Referring to the current statistics that show 90 per cent of men who have tested positive for HIV in Several people living in central Uganda are now on treatment up from about 64 per cent five years ago. She stressed that the Kabaka Run has made considerable progress in responding to the HIV epidemic.

"Men and boys are less likely to get tested for HIV to be referred to treatment services and remain in care - meaning men are more likely to die of Aids-related illnesses. The Kabaka Birthday Run has contributed to a steep decline in new HIV infections over the last five years - with Buganda region making the fastest progress in reducing new infections," Byanyima said. 

Right strategies

Apart from testing, and treatment, there is an urgent need to end stigma.

The Katikkiro of Buganda, Mr Charles Peter Mayiga encouraged the runners to prevent new infections, get tested, seek treatment or abstain. Sexual intercourse remains the main mode of HIV transmission, with 95 per cent of the cases acquiring the infection this way.

Currently, HIV prevalence is highest in the Central region at 10.4 per cent due to its urbanisation and location of the capital city Kampala — home to more than 1.5 million people according to 2014 government statistics.

UNAIDs executive director, Winnie Byanyima and Katikkiro Charles Peter Mayiga share a light moment at the Kabaka Birthday Run on July 3, 2022

Going for HIV testing is the only way to know one’s status, Mr Mayiga added, saying that regular testing and early diagnosis allow those living with the virus to be treated early and achieve better treatment outcomes.
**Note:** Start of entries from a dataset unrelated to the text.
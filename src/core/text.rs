//! Helvetica metrics and fitting for text drawn with the standard Type1 font.
//!
//! Widths are the AFM advance widths in 1/1000 em for the printable ASCII range;
//! anything outside it is measured with the digit width.

const HELVETICA_ASCII_WIDTHS: [u16; 95] = [
    278, 278, 355, 556, 556, 889, 667, 191, 333, 333, 389, 584, 278, 333, 278, 278, // ' '..'/'
    556, 556, 556, 556, 556, 556, 556, 556, 556, 556, 278, 278, 584, 584, 584, 556, // '0'..'?'
    1015, 667, 667, 722, 722, 667, 611, 778, 722, 278, 500, 667, 556, 833, 722, 778, // '@'..'O'
    667, 778, 722, 667, 611, 722, 667, 944, 667, 667, 611, 278, 278, 278, 469, 556, // 'P'..'_'
    333, 556, 556, 500, 556, 556, 278, 556, 556, 222, 222, 500, 222, 833, 556, 556, // '`'..'o'
    556, 556, 333, 500, 278, 556, 500, 722, 500, 500, 500, 334, 260, 334, 584, // 'p'..'~'
];

const DEFAULT_WIDTH: u16 = 556;

pub fn char_width(ch: char) -> u16 {
    let code = ch as u32;
    if (0x20..=0x7e).contains(&code) {
        HELVETICA_ASCII_WIDTHS[(code - 0x20) as usize]
    } else {
        DEFAULT_WIDTH
    }
}

pub fn text_width(text: &str, font_size: f32) -> f32 {
    let units: u32 = text.chars().map(|ch| char_width(ch) as u32).sum();
    units as f32 * font_size / 1000.0
}

/// Longest prefix of `text` that fits within `max_width`.
pub fn truncate_to_width(text: &str, font_size: f32, max_width: f32) -> String {
    let mut width = 0.0;
    let mut fitted = String::new();
    for ch in text.chars() {
        width += char_width(ch) as f32 * font_size / 1000.0;
        if width > max_width {
            break;
        }
        fitted.push(ch);
    }
    fitted.trim_end().to_string()
}

/// Greedy word wrap; words wider than a whole line are broken by character.
pub fn wrap_to_width(text: &str, font_size: f32, max_width: f32) -> Vec<String> {
    let mut lines = Vec::new();
    let mut current = String::new();

    for word in text.split_whitespace() {
        let candidate = if current.is_empty() {
            word.to_string()
        } else {
            format!("{} {}", current, word)
        };

        if text_width(&candidate, font_size) <= max_width {
            current = candidate;
            continue;
        }

        if !current.is_empty() {
            lines.push(std::mem::take(&mut current));
        }

        let mut rest = word.to_string();
        while text_width(&rest, font_size) > max_width {
            let head = truncate_to_width(&rest, font_size, max_width);
            if head.is_empty() {
                // Not even one character fits; emit it anyway so wrapping terminates.
                let mut chars = rest.chars();
                let first = chars.next().map(String::from).unwrap_or_default();
                lines.push(first);
                rest = chars.collect();
            } else {
                rest = rest[head.len()..].to_string();
                lines.push(head);
            }
        }
        current = rest;
    }

    if !current.is_empty() {
        lines.push(current);
    }
    lines
}

/// Maps text onto WinAnsiEncoding bytes; unmappable characters become `?`.
pub fn encode_win_ansi(text: &str) -> Vec<u8> {
    text.chars()
        .map(|ch| match ch {
            '\u{20}'..='\u{7e}' | '\u{a0}'..='\u{ff}' => ch as u32 as u8,
            '€' => 0x80,
            '…' => 0x85,
            '‘' => 0x91,
            '’' => 0x92,
            '“' => 0x93,
            '”' => 0x94,
            '•' => 0x95,
            '–' => 0x96,
            '—' => 0x97,
            _ => b'?',
        })
        .collect()
}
"The Kabaka wants a healthy population that can develop and grow coffee. With early and effective treatment, people living with HIV can lead lives no different from others," the Katikkiro said in a brief speech.

The crowd, which included among others, the Germany ambassador to Uganda Matthias Schauer, patiently waited for nearly two hours to start after assembling as early as 5am. The first runners were flagged off at 7:56am.

The race attracted an estimated 80,000 runners according to Ali Balunywa, the Sales and Distribution Director Airtel Uganda, for the half marathon, the 10-kilometre and 5km races out of the palace to the city's suburbs and a finish at the palace grounds.